A l’échelle mondiale, le programme de vérification des informations de Meta était déployé dans 127 pays et comptait 86 rédactions partenaires, selon Meta. La fin de ce programme devrait toucher de nombreuses petites rédactions reconnues par le réseau international de fact-checking, mais aussi des acteurs de plus grande taille, comme les agences de presse. C’est d’ailleurs l’Agence France Presse qui devrait être la plus touchée, puisqu’elle était le principal partenaire à l’échelle mondiale de Meta, en couvrant 86 pays (avec parfois une seule équipe pour plusieurs pays). Selon les données de l’AFP, son service de fact-checking emploie 150 journalistes dans 26 langues différentes. Auprès de CheckNews, l’AFP indique avoir appris la nouvelle ce mardi, quelques minutes avant la publication de l’annonce de Zuckerberg.
La fin de ce partenariat a jeté un froid dans le milieu du fact-checking. Dans un communiqué publié ce mardi, Angie Drobnic Holan, la directrice de l’International Fact-Checking Network et ancienne rédactrice en chef du média américain PolitiFact, a estimé que «cette décision portera préjudice aux utilisateurs des réseaux sociaux qui recherchent des informations précises et fiables pour prendre des décisions concernant leur vie quotidienne et leurs interactions avec leurs amis et leur famille. Le journalisme de vérification des faits n’a jamais censuré ou supprimé de messages ; il a ajouté des informations et un contexte à des affirmations controversées et a démystifié des canulars et des théories du complot». La directrice du réseau de vérificateurs a déploré que «cette décision intervienne à la suite d’une pression politique extrême exercée par une nouvelle administration et ses partisans. Les vérificateurs de faits n’ont pas fait preuve de partialité dans leur travail – cette ligne d’attaque vient de ceux qui estiment qu’ils devraient pouvoir exagérer et mentir sans réfutation ni contradiction».
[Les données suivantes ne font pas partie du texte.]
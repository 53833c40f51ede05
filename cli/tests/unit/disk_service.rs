//! Extra disks: request, status polling and verification.

#![allow(clippy::expect_used, clippy::unwrap_used)]

use serde_json::json;
use vmlease_cli::application::HttpMethod;
use vmlease_cli::domain::{Host, LeaseError};
use vmlease_common::disk_descriptor;

use crate::helpers::{
    CountingPause, FakePool, Recorder, client, config, lease_ok, ok, vm_with_disks,
};

/// Pool that leases `vm-1` and reports the new disk from the `attach_after`-th
/// status poll on (never when `None`).
fn disk_pool(attach_after: Option<usize>, disk_ok: bool) -> FakePool {
    let polls = std::sync::atomic::AtomicUsize::new(0);
    FakePool::new(move |req, _| {
        let path = req.url.path();
        Ok(match req.method {
            HttpMethod::Post => lease_ok("t", "vm-1"),
            HttpMethod::Put if path.contains("/disk/") => json!({"ok": disk_ok}),
            HttpMethod::Get => {
                let n = polls.fetch_add(1, std::sync::atomic::Ordering::SeqCst) + 1;
                if attach_after.is_some_and(|after| n >= after) {
                    vm_with_disks("vm-1", &[disk_descriptor(16).as_str()])
                } else {
                    vm_with_disks("vm-1", &[])
                }
            }
            _ => ok(),
        })
    })
}

#[tokio::test]
async fn disk_is_requested_and_verified() {
    let pool = disk_pool(Some(2), true);
    let (reporter, pause) = (Recorder::default(), CountingPause::default());
    let client = client(config(), &pool, &reporter, &pause);
    let mut inventory = vec![Host::new("db", "t").with_disk(16)];

    client.provision(&mut inventory).await.expect("provision");

    assert_eq!(pool.count(HttpMethod::Put, "/vm/vm-1/disk/16"), 1);
    assert_eq!(pool.count(HttpMethod::Get, "/vm/vm-1"), 2);
    assert_eq!(pause.calls(), 1, "one pause between the two polls");
    assert!(
        reporter
            .successes()
            .iter()
            .any(|m| m.contains("16GB disk to vm-1"))
    );
}

#[tokio::test]
async fn disk_that_never_appears_is_an_error() {
    let pool = disk_pool(None, true);
    let (reporter, pause) = (Recorder::default(), CountingPause::default());
    let client = client(config(), &pool, &reporter, &pause);
    let mut inventory = vec![Host::new("db", "t").with_disk(16)];

    let err = client.provision(&mut inventory).await.unwrap_err();

    assert_eq!(
        err.downcast_ref::<LeaseError>(),
        Some(&LeaseError::DiskNotAttached {
            hostname: "vm-1".into(),
            size_gb: 16,
            attempts: 3,
        })
    );
    assert_eq!(pool.count(HttpMethod::Get, "/vm/vm-1"), 3);
    assert_eq!(pause.calls(), 2);
    assert!(inventory[0].is_leased(), "the VM stays recorded for cleanup");
}

#[tokio::test]
async fn refused_disk_request_is_an_error() {
    let pool = disk_pool(Some(1), false);
    let (reporter, pause) = (Recorder::default(), CountingPause::default());
    let client = client(config(), &pool, &reporter, &pause);
    let mut inventory = vec![Host::new("db", "t").with_disk(16)];

    let err = client.provision(&mut inventory).await.unwrap_err();

    assert!(err.to_string().contains("indicates disk was not added"), "got: {err}");
    assert_eq!(pool.count(HttpMethod::Get, "/vm/vm-1"), 0);
}

#[tokio::test]
async fn older_disk_of_the_same_size_does_not_count() {
    let pool = FakePool::new(|req, _| {
        Ok(match req.method {
            HttpMethod::Get => vm_with_disks("vm-1", &["+16gb"]),
            _ => ok(),
        })
    });
    let (reporter, pause) = (Recorder::default(), CountingPause::default());
    let client = client(config(), &pool, &reporter, &pause);

    assert!(!client.wait_for_disk("vm-1", 16, 1).await.unwrap());
    assert!(client.wait_for_disk("vm-1", 16, 0).await.unwrap());
}

#[tokio::test]
async fn unknown_vm_status_keeps_polling() {
    let pool = FakePool::new(|_, _| Ok(json!({"ok": false})));
    let (reporter, pause) = (Recorder::default(), CountingPause::default());
    let client = client(config(), &pool, &reporter, &pause);

    assert!(!client.wait_for_disk("vm-1", 8, 0).await.unwrap());
    assert_eq!(pool.requests().len(), 3);
}
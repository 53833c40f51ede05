//! Host inventories and the lease record persisted between runs.

use std::collections::HashSet;

use chrono::{DateTime, Utc};
use serde::{Deserialize, Serialize};

use crate::domain::error::InventoryError;
use crate::domain::host::Host;

/// The hosts a run wants leased, as read from a YAML inventory file.
#[derive(Debug, Clone, Default, Serialize, Deserialize, PartialEq, Eq)]
pub struct Inventory {
    pub hosts: Vec<Host>,
}

impl Inventory {
    /// Checks the inventory before any request is made.
    ///
    /// # Errors
    ///
    /// Returns an error if there are no hosts, a host has no template or
    /// already carries lease fields, or two hosts share a name.
    pub fn validate(&self) -> Result<(), InventoryError> {
        if self.hosts.is_empty() {
            return Err(InventoryError::Empty);
        }
        let mut seen = HashSet::new();
        for host in &self.hosts {
            if host.template.trim().is_empty() {
                return Err(InventoryError::MissingTemplate(host.name.clone()));
            }
            if host.vmhostname.is_some() || host.domain.is_some() {
                return Err(InventoryError::AlreadyLeased(host.name.clone()));
            }
            if !seen.insert(host.name.as_str()) {
                return Err(InventoryError::DuplicateName(host.name.clone()));
            }
        }
        Ok(())
    }
}

/// What `provision` leased, kept so `cleanup` can run in a later process.
#[derive(Debug, Clone, Serialize, Deserialize, PartialEq, Eq)]
pub struct LeaseRecord {
    /// Pool the VMs were leased from; cleanup must go back to the same one.
    pub pooling_api: String,
    pub created_at: DateTime<Utc>,
    pub hosts: Vec<Host>,
}

impl LeaseRecord {
    #[must_use]
    pub fn new(pooling_api: impl Into<String>, hosts: Vec<Host>) -> Self {
        Self {
            pooling_api: pooling_api.into(),
            created_at: Utc::now(),
            hosts,
        }
    }

    /// Hosts still holding a VM.
    pub fn leased(&self) -> impl Iterator<Item = &Host> {
        self.hosts.iter().filter(|h| h.is_leased())
    }

    #[must_use]
    pub fn has_leases(&self) -> bool {
        self.leased().next().is_some()
    }
}
//! `PoolClient`: the consumer side of the pool leasing protocol.
//!
//! Imports only from `crate::domain` and `crate::application::ports`.
//! The provisioning, disk, tagging and teardown use-cases live in sibling
//! modules as further `impl PoolClient` blocks.

use anyhow::{Context, Result};
use serde_json::Value;
use url::Url;
use vmlease_common::HostInfo;

use crate::application::ports::{
    CredentialStore, HttpMethod, Pause, PoolRequest, PoolTransport, ProgressReporter,
};
use crate::domain::{Credentials, LeaseConfig, build_template_url, build_vm_url};

/// Leases VMs from the pool, verifies and tags them, and hands them back.
///
/// Every collaborator is injected: `T` talks HTTP, `R` reports progress and
/// `P` implements the pause between rounds and status polls.
pub struct PoolClient<T, R, P> {
    pub(super) config: LeaseConfig,
    pub(super) credentials: Credentials,
    pub(super) transport: T,
    pub(super) reporter: R,
    pub(super) pause: P,
}

impl<T, R, P> PoolClient<T, R, P>
where
    T: PoolTransport,
    R: ProgressReporter,
    P: Pause,
{
    /// Build a client, loading credentials once.
    ///
    /// Credential problems never fail construction: the client warns through
    /// `reporter` and continues unauthenticated.
    pub fn new(
        config: LeaseConfig,
        credential_store: &impl CredentialStore,
        transport: T,
        reporter: R,
        pause: P,
    ) -> Self {
        let credentials = load_credentials(credential_store, &reporter);
        Self {
            config,
            credentials,
            transport,
            reporter,
            pause,
        }
    }

    #[must_use]
    pub fn credentials(&self) -> &Credentials {
        &self.credentials
    }

    #[must_use]
    pub fn config(&self) -> &LeaseConfig {
        &self.config
    }

    /// Lease endpoint for `template` on the configured pool.
    ///
    /// # Errors
    ///
    /// Returns `InvalidAddress` or `InvalidTemplateName`.
    pub fn template_url(&self, template: &str) -> Result<Url> {
        Ok(build_template_url(&self.config.pooling_api, template)?)
    }

    /// Current pool view of a leased VM (`GET /vm/<hostname>`).
    ///
    /// An answer that is not `ok` or lacks an entry for the hostname yields an
    /// empty record rather than an error, so pollers simply keep waiting.
    ///
    /// # Errors
    ///
    /// Returns an error if the URL is invalid or the request fails.
    pub async fn vm_info(&self, hostname: &str) -> Result<HostInfo> {
        let url = build_vm_url(&self.config.pooling_api, hostname)?;
        let response = self
            .send(HttpMethod::Get, url, None)
            .await
            .with_context(|| format!("querying VM {hostname}"))?;
        if !vmlease_common::response_ok(&response) {
            return Ok(HostInfo::default());
        }
        Ok(response
            .get(hostname)
            .cloned()
            .and_then(|entry| serde_json::from_value(entry).ok())
            .unwrap_or_default())
    }

    /// Send one request, attaching the token when the client has one.
    pub(super) async fn send(
        &self,
        method: HttpMethod,
        url: Url,
        body: Option<Value>,
    ) -> Result<Value> {
        let mut request = PoolRequest::new(method, url).with_token(self.credentials.token());
        if let Some(body) = body {
            request = request.with_body(body);
        }
        tracing::debug!(
            method = %request.method,
            url = %request.url,
            authenticated = request.token.is_some(),
            body = ?request.body,
            "pool request"
        );
        let response = self.transport.send(request).await?;
        tracing::debug!(%response, "pool response");
        Ok(response)
    }
}

fn load_credentials(store: &impl CredentialStore, reporter: &impl ProgressReporter) -> Credentials {
    match store.load() {
        Ok(credentials) if !credentials.is_empty() => credentials,
        Ok(_) => {
            reporter.warn(&format!(
                "vmpooler_token not found in credentials file ({}). \
                 Proceeding without authentication",
                store.location()
            ));
            Credentials::default()
        }
        Err(e) => {
            reporter.warn(&format!(
                "Invalid credentials file ({}): {e:#}. Proceeding without authentication",
                store.location()
            ));
            Credentials::default()
        }
    }
}
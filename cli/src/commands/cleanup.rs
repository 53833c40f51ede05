//! `vmlease cleanup`: hand every recorded VM back to the pool.

use anyhow::Result;

use crate::app::AppContext;
use crate::application::services::config_service::{ConfigOverrides, load_config};
use crate::application::services::session::{current_record, release_recorded};

/// Run `vmlease cleanup`.
///
/// VMs are returned to the pool they were leased from, whatever the config
/// file says now.
///
/// # Errors
///
/// Returns an error if the lease record cannot be read or some VMs could not
/// be released.
pub async fn run(app: &AppContext) -> Result<()> {
    let Some(record) = current_record(&app.state_mgr).await? else {
        return app.renderer().render_released(0);
    };

    let overrides = ConfigOverrides {
        pooling_api: Some(record.pooling_api.clone()),
        ..ConfigOverrides::default()
    };
    let config = load_config(&app.config_store, &overrides)?;
    let client = super::pool_client(config, app.reporter())?;
    let released = release_recorded(&client, &app.state_mgr, record).await?;
    app.renderer().render_released(released)
}
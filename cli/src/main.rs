//! vmlease - lease test VMs from a pooling service and hand them back

use clap::Parser;

use vmlease_cli::cli::Cli;
use vmlease_cli::infra::logging::init_tracing;
use vmlease_cli::output::json::{error_code, format_error};

#[tokio::main]
async fn main() {
    let cli = Cli::parse();
    init_tracing(cli.verbose);
    let json = cli.json;
    if let Err(e) = cli.run().await {
        match format_error(&format!("{e:#}"), error_code(&e)) {
            Ok(body) if json => println!("{body}"),
            _ => eprintln!("Error: {e:#}"),
        }
        std::process::exit(1);
    }
}
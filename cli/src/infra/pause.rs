//! Infrastructure implementation of the `Pause` port.

use std::time::Duration;

use crate::application::ports::Pause;

/// Sleeps on the tokio timer.
#[derive(Debug, Clone, Copy, Default)]
pub struct TokioPause;

impl Pause for TokioPause {
    async fn pause(&self, duration: Duration) {
        tokio::time::sleep(duration).await;
    }
}
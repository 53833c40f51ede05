//! Lease bookkeeping: which templates are still outstanding and what a
//! single lease call produced.
//!
//! Pure functions only: no I/O, no async.

use std::collections::BTreeMap;

use serde_json::Value;
use vmlease_common::{HostInfo, response_ok, top_level_domain};

use crate::domain::host::Host;

/// A VM the pool handed out for one lease call.
#[derive(Debug, Clone, PartialEq, Eq)]
pub struct LeasedVm {
    pub hostname: String,
    pub domain: Option<String>,
    /// Disks already attached when the VM was leased.
    pub disk_count: usize,
}

/// Result of one lease call for one template.
#[derive(Debug, Clone, PartialEq, Eq)]
pub enum LeaseOutcome {
    Leased(LeasedVm),
    /// No usable hostname this round; the template stays outstanding.
    Failed,
}

/// Interpret a lease response for `template`.
///
/// A response that is not `ok`, has no entry for the template, or whose entry
/// carries no non-empty hostname is a `Failed` outcome, never an error.
#[must_use]
pub fn parse_lease_response(response: &Value, template: &str) -> LeaseOutcome {
    if !response_ok(response) {
        return LeaseOutcome::Failed;
    }
    let Some(entry) = response.get(template).filter(|e| e.is_object()) else {
        return LeaseOutcome::Failed;
    };
    let Ok(info) = serde_json::from_value::<HostInfo>(entry.clone()) else {
        return LeaseOutcome::Failed;
    };
    let Some(hostname) = info.first_hostname() else {
        return LeaseOutcome::Failed;
    };
    let domain = info
        .domain
        .clone()
        .filter(|d| !d.is_empty())
        .or_else(|| top_level_domain(response).map(str::to_owned));
    LeaseOutcome::Leased(LeasedVm {
        hostname: hostname.to_string(),
        domain,
        disk_count: info.disk_count(),
    })
}

/// Templates that still need a lease, with how many hosts await each one.
///
/// Only ever shrinks: [`ProvisionRequest::narrow`] drops templates whose hosts
/// are all leased and never adds new ones.
#[derive(Debug, Clone, Default, PartialEq, Eq)]
pub struct ProvisionRequest {
    outstanding: BTreeMap<String, usize>,
}

impl ProvisionRequest {
    /// Every distinct template among the hosts that are not leased yet.
    #[must_use]
    pub fn from_hosts(hosts: &[Host]) -> Self {
        let mut outstanding = BTreeMap::new();
        for host in hosts.iter().filter(|h| !h.is_leased()) {
            *outstanding
                .entry(host.lease_template().to_string())
                .or_insert(0) += 1;
        }
        Self { outstanding }
    }

    #[must_use]
    pub fn is_empty(&self) -> bool {
        self.outstanding.is_empty()
    }

    /// Outstanding templates, deduplicated and sorted.
    #[must_use]
    pub fn templates(&self) -> Vec<String> {
        self.outstanding.keys().cloned().collect()
    }

    /// Number of hosts still waiting for `template`.
    #[must_use]
    pub fn awaiting(&self, template: &str) -> usize {
        self.outstanding.get(template).copied().unwrap_or(0)
    }

    /// Total lease calls the next round will issue.
    #[must_use]
    pub fn pending_calls(&self) -> usize {
        self.outstanding.values().sum()
    }

    pub fn iter(&self) -> impl Iterator<Item = (&str, usize)> {
        self.outstanding.iter().map(|(t, n)| (t.as_str(), *n))
    }

    /// Recompute from the hosts after a round, keeping only templates that
    /// were already outstanding.
    pub fn narrow(&mut self, hosts: &[Host]) {
        let current = Self::from_hosts(hosts);
        self.outstanding = self
            .outstanding
            .iter()
            .filter_map(|(template, awaiting)| {
                let still = current.awaiting(template).min(*awaiting);
                (still > 0).then(|| (template.clone(), still))
            })
            .collect();
    }
}
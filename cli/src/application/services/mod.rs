//! Application services: use-case orchestration.
//!
//! Each service module implements a single use-case by composing domain logic
//! with port trait calls. Services import only from `crate::domain` and
//! `crate::application::ports`, never from `crate::infra`, `crate::commands`,
//! or `crate::output`.

pub mod cleanup;
pub mod config_service;
pub mod disk;
pub mod pool_client;
pub mod provision;
pub mod session;
pub mod tagging;
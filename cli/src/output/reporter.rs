//! `TerminalReporter`: Presentation-layer implementation of `ProgressReporter`.
//!
//! Wraps `&OutputContext` and implements the `application::ports::ProgressReporter`
//! trait so application services can emit progress events without depending on
//! any presentation type directly.

use crate::application::ports::ProgressReporter;
use crate::output::OutputContext;

/// Terminal progress reporter that wraps an `OutputContext`.
///
/// - `step()` prints `"  → {message}"` (suppressed when `ctx.quiet`)
/// - `success()` prints `"  ✓ {message}"` (suppressed when `ctx.quiet`)
/// - `warn()` prints `"  ⚠ {message}"` on stderr (suppressed when `ctx.quiet`)
pub struct TerminalReporter<'a> {
    ctx: &'a OutputContext,
}

impl<'a> TerminalReporter<'a> {
    /// Create a new `TerminalReporter` wrapping the given output context.
    #[must_use]
    pub fn new(ctx: &'a OutputContext) -> Self {
        Self { ctx }
    }
}

impl ProgressReporter for TerminalReporter<'_> {
    fn step(&self, message: &str) {
        self.ctx.step(message);
    }

    fn success(&self, message: &str) {
        self.ctx.success(message);
    }

    fn warn(&self, message: &str) {
        self.ctx.warn(message);
    }
}
use std::collections::BTreeMap;

use serde::{Deserialize, Serialize};

/// A VM record as the pooling service reports it, either under a template
/// key (lease responses) or under a hostname key (status responses).
#[derive(Debug, Clone, Default, Serialize, Deserialize, PartialEq, Eq)]
pub struct HostInfo {
    /// Hostname(s) allocated for the template. Absent in status responses.
    #[serde(default, skip_serializing_if = "Option::is_none")]
    pub hostname: Option<Hostnames>,
    #[serde(default, skip_serializing_if = "Option::is_none")]
    pub template: Option<String>,
    #[serde(default, skip_serializing_if = "Option::is_none")]
    pub domain: Option<String>,
    /// Disk descriptors (`"+16gb"`) in the order they were attached.
    #[serde(default, skip_serializing_if = "Option::is_none")]
    pub disk: Option<Vec<String>>,
}

impl HostInfo {
    /// First non-empty hostname in the record.
    #[must_use]
    pub fn first_hostname(&self) -> Option<&str> {
        self.hostname.as_ref().and_then(Hostnames::first)
    }

    /// Number of disks already attached.
    #[must_use]
    pub fn disk_count(&self) -> usize {
        self.disk.as_ref().map_or(0, Vec::len)
    }
}

/// The service answers with a bare string for a single VM and an array when
/// several VMs of the same template were allocated in one call.
#[derive(Debug, Clone, Serialize, Deserialize, PartialEq, Eq)]
#[serde(untagged)]
pub enum Hostnames {
    One(String),
    Many(Vec<String>),
}

impl Hostnames {
    #[must_use]
    pub fn first(&self) -> Option<&str> {
        match self {
            Self::One(name) => Some(name.as_str()).filter(|n| !n.is_empty()),
            Self::Many(names) => names.iter().map(String::as_str).find(|n| !n.is_empty()),
        }
    }
}

/// Body of `PUT /vm/{hostname}` when tagging a VM.
#[derive(Debug, Clone, Default, Serialize, Deserialize, PartialEq, Eq)]
pub struct TagUpdate {
    pub tags: BTreeMap<String, String>,
}
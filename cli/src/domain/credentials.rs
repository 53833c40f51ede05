//! Pool service credentials.

use std::fmt;

/// Authentication material for the pooling service.
///
/// Empty means unauthenticated: requests go out without a token.
#[derive(Clone, Default, PartialEq, Eq)]
pub struct Credentials {
    vmpooler_token: Option<String>,
}

impl Credentials {
    #[must_use]
    pub fn with_token(token: impl Into<String>) -> Self {
        let token = token.into();
        Self {
            vmpooler_token: (!token.is_empty()).then_some(token),
        }
    }

    #[must_use]
    pub fn token(&self) -> Option<&str> {
        self.vmpooler_token.as_deref()
    }

    #[must_use]
    pub fn is_empty(&self) -> bool {
        self.vmpooler_token.is_none()
    }
}

impl fmt::Debug for Credentials {
    fn fmt(&self, f: &mut fmt::Formatter<'_>) -> fmt::Result {
        f.debug_struct("Credentials")
            .field("vmpooler_token", &self.vmpooler_token.as_ref().map(|_| "<redacted>"))
            .finish()
    }
}
//! Application service: lease sessions that outlive one process.
//!
//! `provision` records what it leased; `cleanup` reads that record back,
//! releases the VMs and persists whatever could not be released.

use anyhow::{Context, Result};

use crate::application::ports::{LeaseStateStore, Pause, PoolTransport, ProgressReporter};
use crate::application::services::pool_client::PoolClient;
use crate::domain::{Host, LeaseRecord};

/// Provision `hosts` and persist the resulting lease record.
///
/// The record is saved even when provisioning fails part way, as long as at
/// least one VM was leased, so those VMs can still be cleaned up.
///
/// # Errors
///
/// Returns the provisioning error, or an error if the record cannot be saved.
pub async fn provision_and_record<T, R, P>(
    client: &PoolClient<T, R, P>,
    store: &impl LeaseStateStore,
    mut hosts: Vec<Host>,
) -> Result<LeaseRecord>
where
    T: PoolTransport,
    R: ProgressReporter,
    P: Pause,
{
    let outcome = client.provision(&mut hosts).await;
    let record = LeaseRecord::new(client.config().pooling_api.clone(), hosts);
    if record.has_leases() {
        store
            .save_async(&record)
            .await
            .context("saving lease record")?;
    }
    outcome.map(|()| record)
}

/// Release every VM in `record` and update the stored record.
///
/// The stored record is cleared when nothing is left leased, and rewritten
/// with only the hosts still holding a VM otherwise. Returns how many VMs
/// were released.
///
/// # Errors
///
/// Returns `TeardownFailed` if some VMs could not be released, or an error if
/// the record cannot be updated.
pub async fn release_recorded<T, R, P>(
    client: &PoolClient<T, R, P>,
    store: &impl LeaseStateStore,
    mut record: LeaseRecord,
) -> Result<usize>
where
    T: PoolTransport,
    R: ProgressReporter,
    P: Pause,
{
    let before = record.leased().count();
    let outcome = client.cleanup(&mut record.hosts).await;
    let remaining = record.leased().count();

    if remaining == 0 {
        store.clear_async().await.context("clearing lease record")?;
    } else {
        record.hosts.retain(Host::is_leased);
        store
            .save_async(&record)
            .await
            .context("saving remaining leases")?;
    }
    outcome.map(|()| before - remaining)
}

/// Load the stored lease record, if any.
///
/// # Errors
///
/// Returns an error if the record exists but cannot be read.
pub async fn current_record(store: &impl LeaseStateStore) -> Result<Option<LeaseRecord>> {
    store.load_async().await
}
//! JSON output helpers.
//!
//! Provides the renderer used by `--json` and the error-object formatter
//! used when a command fails.

use anyhow::{Context, Result};
use serde_json::json;

use crate::domain::LeaseRecord;

/// Renders domain types as pretty-printed JSON on stdout.
pub struct JsonRenderer;

impl JsonRenderer {
    /// Render the lease record produced by `provision`.
    ///
    /// # Errors
    ///
    /// Returns an error if JSON serialization fails.
    pub fn render_record(record: &LeaseRecord) -> Result<()> {
        print_json(&serde_json::to_value(record).context("serializing lease record")?)
    }

    /// Render the stored lease state; `{"leased": false}` when there is none.
    ///
    /// # Errors
    ///
    /// Returns an error if JSON serialization fails.
    pub fn render_status(record: Option<&LeaseRecord>) -> Result<()> {
        let value = match record {
            Some(record) => json!({
                "leased": record.has_leases(),
                "record": record,
            }),
            None => json!({ "leased": false }),
        };
        print_json(&value)
    }

    /// # Errors
    ///
    /// Returns an error if JSON serialization fails.
    pub fn render_released(released: usize) -> Result<()> {
        print_json(&json!({ "released": released }))
    }

    /// # Errors
    ///
    /// Returns an error if JSON serialization fails.
    pub fn render_version(version: &str) -> Result<()> {
        print_json(&json!({ "version": version }))
    }
}

fn print_json(value: &serde_json::Value) -> Result<()> {
    println!(
        "{}",
        serde_json::to_string_pretty(value).context("JSON serialization failed")?
    );
    Ok(())
}

/// Format a JSON error object.
///
/// Output (pretty-printed):
/// ```json
/// {
///   "error": true,
///   "message": "...",
///   "code": "..."
/// }
/// ```
///
/// # Errors
///
/// Returns an error if JSON serialization fails.
pub fn format_error(message: &str, code: &str) -> Result<String> {
    let obj = json!({
        "error": true,
        "message": message,
        "code": code,
    });
    serde_json::to_string_pretty(&obj).context("JSON serialization failed")
}

/// Stable machine-readable code for an error, based on its domain type.
#[must_use]
pub fn error_code(err: &anyhow::Error) -> &'static str {
    use crate::domain::{ConfigError, InventoryError, LeaseError};

    if let Some(e) = err.downcast_ref::<LeaseError>() {
        return match e {
            LeaseError::InvalidAddress { .. } => "INVALID_ADDRESS",
            LeaseError::InvalidTemplateName { .. } => "INVALID_TEMPLATE",
            LeaseError::InvalidHostname { .. } => "INVALID_HOSTNAME",
            LeaseError::InvalidDiskSize { .. } => "INVALID_DISK_SIZE",
            LeaseError::ProvisioningFailed { .. } => "PROVISIONING_FAILED",
            LeaseError::DiskNotAttached { .. } => "DISK_NOT_ATTACHED",
            LeaseError::TeardownFailed { .. } => "TEARDOWN_FAILED",
        };
    }
    if err.downcast_ref::<InventoryError>().is_some() {
        return "INVALID_INVENTORY";
    }
    if err.downcast_ref::<ConfigError>().is_some() {
        return "INVALID_CONFIG";
    }
    "COMMAND_FAILED"
}
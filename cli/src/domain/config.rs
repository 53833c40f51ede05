//! Domain types and validators for vmlease configuration.
//!
//! Pure functions only: no I/O, no async, no filesystem access.

use std::path::PathBuf;
use std::time::Duration;

use anyhow::Result;
use serde::{Deserialize, Serialize};

use crate::domain::error::ConfigError;
use crate::domain::url::normalize_base;

// ── Defaults ─────────────────────────────────────────────────────────────────

pub const DEFAULT_MAX_ROUNDS: u32 = 5;
pub const DEFAULT_ROUND_BACKOFF_SECS: u64 = 5;
pub const DEFAULT_DISK_POLL_ATTEMPTS: u32 = 20;
pub const DEFAULT_DISK_POLL_INTERVAL_SECS: u64 = 10;
pub const DEFAULT_REQUEST_TIMEOUT_SECS: u64 = 60;

// ── Config schema ────────────────────────────────────────────────────────────

/// Top-level configuration stored in `~/.vmlease/config.yaml`.
#[derive(Debug, Clone, Serialize, Deserialize, PartialEq, Eq)]
#[serde(default)]
pub struct LeaseConfig {
    /// Base address of the pooling service, e.g. `vmpooler.example.net`.
    pub pooling_api: String,
    /// Lease rounds before giving up on outstanding templates.
    pub max_rounds: u32,
    /// Pause between lease rounds.
    pub round_backoff_secs: u64,
    /// Status checks while waiting for an extra disk.
    pub disk_poll_attempts: u32,
    pub disk_poll_interval_secs: u64,
    /// Per-request HTTP timeout.
    pub request_timeout_secs: u64,
    /// Credentials file holding the pool token. `None` means `~/.fog`.
    #[serde(skip_serializing_if = "Option::is_none")]
    pub credentials_file: Option<PathBuf>,
    /// Run-level metadata copied into every VM's tags.
    pub run: RunOptions,
}

impl Default for LeaseConfig {
    fn default() -> Self {
        Self {
            pooling_api: String::new(),
            max_rounds: DEFAULT_MAX_ROUNDS,
            round_backoff_secs: DEFAULT_ROUND_BACKOFF_SECS,
            disk_poll_attempts: DEFAULT_DISK_POLL_ATTEMPTS,
            disk_poll_interval_secs: DEFAULT_DISK_POLL_INTERVAL_SECS,
            request_timeout_secs: DEFAULT_REQUEST_TIMEOUT_SECS,
            credentials_file: None,
            run: RunOptions::default(),
        }
    }
}

impl LeaseConfig {
    #[must_use]
    pub fn round_backoff(&self) -> Duration {
        Duration::from_secs(self.round_backoff_secs)
    }

    #[must_use]
    pub fn disk_poll_interval(&self) -> Duration {
        Duration::from_secs(self.disk_poll_interval_secs)
    }

    #[must_use]
    pub fn request_timeout(&self) -> Duration {
        Duration::from_secs(self.request_timeout_secs)
    }

    /// Validates the settings the leasing protocol depends on.
    ///
    /// # Errors
    ///
    /// Returns an error if `pooling_api` is missing or malformed, or if a
    /// counter that bounds retries is zero.
    pub fn validate(&self) -> Result<()> {
        if self.pooling_api.is_empty() {
            return Err(ConfigError::MissingPoolingApi.into());
        }
        normalize_base(&self.pooling_api)?;
        for (key, value) in [
            ("max_rounds", self.max_rounds),
            ("disk_poll_attempts", self.disk_poll_attempts),
        ] {
            if value == 0 {
                return Err(ConfigError::InvalidValue {
                    key: key.to_string(),
                    value: value.to_string(),
                    expected: "an integer greater than zero".to_string(),
                }
                .into());
            }
        }
        Ok(())
    }
}

/// Run-level options recorded as tags on every leased VM.
#[derive(Debug, Clone, Default, Serialize, Deserialize, PartialEq, Eq)]
#[serde(default)]
pub struct RunOptions {
    #[serde(skip_serializing_if = "Option::is_none")]
    pub project: Option<String>,
    #[serde(skip_serializing_if = "Option::is_none")]
    pub department: Option<String>,
    #[serde(skip_serializing_if = "Option::is_none")]
    pub created_by: Option<String>,
    #[serde(skip_serializing_if = "Option::is_none")]
    pub jenkins_build_url: Option<String>,
}

// ── Unit tests ───────────────────────────────────────────────────────────────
Pour l’instant, la communication de Mark Zuckerberg et de Meta a indiqué que le programme de vérification des faits sera d’abord terminé aux Etats-Unis. Joint par CheckNews, David Schraven, directeur du média allemand Correctiv, qui fut le premier partenaire en Allemagne de Meta, rappelle que «les contrats viennent d’être renouvelés et doivent donc continuer jusqu’à la fin de l’année 2025». Il déplore la tonalité du communiqué, qui accuse les fact-checkers d’être devenus des censeurs.
Des contrats déjà signés pour 2025
En Espagne, Clara Jiménez Cruz, la cofondatrice du média de fact-checking Maldita, indique à CheckNews avoir appris la nouvelle ce mardi, après la communication officielle de Mark Zuckerberg, et sans que Meta ne l’informe en amont. Elle confirme que les contrats ont déjà été signés pour l’année 2025. «Je pense qu’ils devraient durer jusqu’à la fin de l’année, mais rien n’est jamais certain avec des entreprises aussi grandes. Ils pourraient aussi décider de mettre fin à la collaboration», redoute la journaliste espagnole, tout en espérant que «ce qui nous sert, c’est la situation en Europe différente puisqu’il y a les contraintes du règlement sur les services numériques», qui encadre les activités des géants des réseaux sociaux, notamment en matière de lutte contre la désinformation.